Greetings from Santa Barbara, CA, a beautiful place to call home. Born in WV and raised in the mountains of NC, I might have laughed at anyone bold enough to suggest that I would find myself living on the edge of the Pacific Ocean.
Climbing trees, shucking corn, and staging my make believe radio show in the living room, I was certainly not a high risk candidate for an eating disorder. I was tenacious. I was the "most likely to succeed." Secretly though, I was always scared. Scared of everything that might go wrong and worried about everything that was going too right.
Looking back anorexia makes sense as a sort of guard rail for life and also as an entry point for bulimia, the more spontaneous, vigorous, spirited life I didn’t know how I could control. My two selves, appreciative and fearful of one another, propelled me forward for some time.
I remember with a startling clarity the only physician I ever came clean with. He looked at me and said. "You are one of the healthiest young women I’ve seen, but if you continue to treat your body the way you do now, it will stop working." While his assertiveness seemed admirable, I still felt invincible. Letting go seemed a whole lot more frightening than letting my body fend for itself.
Fortunately I wound myself up so tightly, something had to give. I lost the façade of control I had perceived and presented for so long. It felt like one of those funny little wind-up toys spiraling out of control and them coming to a dead stop. If you wind them up enough times, they do eventually wear down. Somewhere during that process, I started to lose my will. I felt defeated. I was humiliated. I lashed out at the people closest to me, because I couldn’t feel my own pain any longer. The only pain I could feel was the pain of hurting someone who loved me.
"We think, we feel, we do. What would you like to do instead of your eating disorder?"
These were surprising words coming to me from a therapist.
"Our levels of intelligence, sensitivity and motivation vary along a spectrum. When they all operate at a "12" we can find ourselves in the pressure cooker. But we do have choices. We can find a balance. We can reign in our run-away brains. We can appreciate rather than suffocate our keen sensitivities. We can excel and create and even impress people without basing our entire self worth on what other people may think or say about us. Finding this sense of balance and self-awareness is much harder than having an eating disorder, but you have to want it bad enough."
"How bad to really want to get better, he asked." "Are you ready to do work?"
Most of the professionals I had visited tried to figure out what was wrong with me, why I was sick. After some time all of their obvious insights had become predictable and boring. Finally someone got it. I wasn’t all messed up. I had healthy relationships. I had a lot to look forward to in life, if I could find a way to focus on what was working instead of what wasn’t. If I could turn the volume down in my head and open up my heart just a bit, my fears might be rediscovered as opportunities, instead of ultimatums.
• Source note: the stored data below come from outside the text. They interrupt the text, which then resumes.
use crate::error::Result;
use crate::reduced::Step;
use crate::reducer::{IntoReducer, Reducer};
use crate::source::Source;
use crate::transducer::Transducer;

/// Drive `source` through `reducer`, starting from `init`.
///
/// Each element is passed to `step` in order. When a step returns
/// [`Step::Reduced`], one level of wrapping is removed and that value is
/// returned at once; no further element is read. Otherwise the final
/// accumulator is returned once the source is exhausted.
///
/// Neither `init()` nor `result()` of the reducer is called: the caller's
/// `init` is the starting accumulator and the accumulator is returned as is.
///
/// # Errors
///
/// Returns the first error raised by the source or by a step.
///
/// # Examples
///
/// ```
/// use transfold::{reduce, FnReducer};
///
/// let mut longest = FnReducer::from_fn(0, |acc: usize, w: &str| acc.max(w.len()));
/// let n = reduce(&mut longest, 0, vec!["a", "abc", "ab"]).unwrap();
/// assert_eq!(n, 3);
/// ```
pub fn reduce<R, S>(reducer: &mut R, init: R::Acc, source: S) -> Result<R::Acc>
where
    S: Source,
    R: Reducer<S::Item>,
{
    let mut acc = init;
    for input in source.elements()? {
        match reducer.step(acc, input)? {
            Step::Continue(next) => acc = next,
            Step::Reduced(done) => {
                log::trace!("reduction halted early");
                return Ok(done.into_inner());
            }
        }
    }
    Ok(acc)
}

/// Wrap the reducer described by `rf` with `xform` and return the
/// composite reducer without driving it.
///
/// # Examples
///
/// ```
/// use transfold::{apply, mapping, Collector, Reducer, Step};
///
/// let mut r = apply(mapping(|x: i32| x * 3), Collector::Sum, &0);
/// assert_eq!(r.step(1, 2).unwrap(), Step::Continue(7));
/// ```
pub fn apply<T, Rf, A>(xform: T, rf: Rf, init: &A) -> T::Reducer
where
    Rf: IntoReducer<A>,
    T: Transducer<Rf::Reducer>,
{
    xform.wrap(rf.into_reducer(init))
}

/// Build the reducer chain for `xform` over `rf` and drive `source`
/// through it, starting from `init`.
///
/// `rf` is a ready-made reducer or a [`Collector`](crate::Collector),
/// which is seeded with `init`. A fresh reducer chain is built on every call,
/// so the same transducer (pass `&xform` to keep it) can be reused freely.
///
/// # Errors
///
/// Returns the first error raised by the source or by a step. Early
/// termination is not an error.
///
/// # Examples
///
/// ```
/// use transfold::{filtering, mapping, transduce, Collector, CollectorReducer};
///
/// let doubled_sum = transduce(mapping(|x: i64| x * 2), Collector::Sum, 0, vec![1, 2, 3]).unwrap();
/// assert_eq!(doubled_sum, 12);
///
/// let evens = transduce(
///     filtering(|x: &i32| x % 2 == 0),
///     CollectorReducer::new(Vec::new(), Collector::Append),
///     Vec::new(),
///     vec![1, 2, 3, 4],
/// )
/// .unwrap();
/// assert_eq!(evens, vec![2, 4]);
/// ```
pub fn transduce<T, Rf, A, S>(xform: T, rf: Rf, init: A, source: S) -> Result<A>
where
    S: Source,
    Rf: IntoReducer<A>,
    T: Transducer<Rf::Reducer>,
    T::Reducer: Reducer<S::Item, Acc = A>,
{
    let mut composite = xform.wrap(rf.into_reducer(&init));
    reduce(&mut composite, init, source)
}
It would have been impossible for me to suddenly stop experiencing fear. When I focused on overcoming my fears, I only became more scared and more aware of things to be scared about. When I began to accept that fear was a feeling, not a reality, an interesting freedom began to emerge. Bit by bit, I began to realize that the things I feared were not as crippling as the fear itself. Feeling my way through fear allowed me to experience the emotion along a continuum rather than as a constant threat. Participating in life, taking action, succeeding and failing, living life, diving in… pulled me through fear and back into life. Living allowed me to eat just as much as eating allowed me to live.
Somewhere inside the pain, confusion and agony of an eating disorder there is a gift waiting for us to peel off the layers of paper and untie the ribbons and bows. A dear friend and colleague, Richard Mackenzie, M.D., Director, Division of Adolescent Medicine at Children’s Hospital, Los Angeles shared this metaphor with me last year. Dr Mackenzie’s insight reminded me of the message my therapist had challenged me with years ago. His words summed up my experience well. Long after my eating disorder faded away there remained a consciousness, an awareness, an ability to experience all of my senses that is stronger and more appreciated now than ever before. I believe this is the gift that an eating disorder bequeaths as we let go of our perceived control and take the risk inherent in living.
I still want to please people. I still worry about things I cannot change. I still know how many calories are in an ice cream cone. They are desires, ideas and common knowledge. They come and go, like the waves I walk in as the tide comes in and goes back out. Acceptance allows the security that control will never afford. Walking back into life is more powerful than fear.
Now trained in Psychology, Motivational Intervention (Storti Model), Executive & Life Coaching, Conflict Resolution, and Exercise Physiology, I find myself blessed with the opportunity to walk alongside individuals who are opening the gift that an eating disorder can bring.
"My eating disorder was horrible; it was a very dark time. But, it left me with a bigger life, more colorful, maybe even better than I could have imagined before."
These are the cheerful words I am privileged to hear so often from the bold, strong, creative individuals I work with everyday.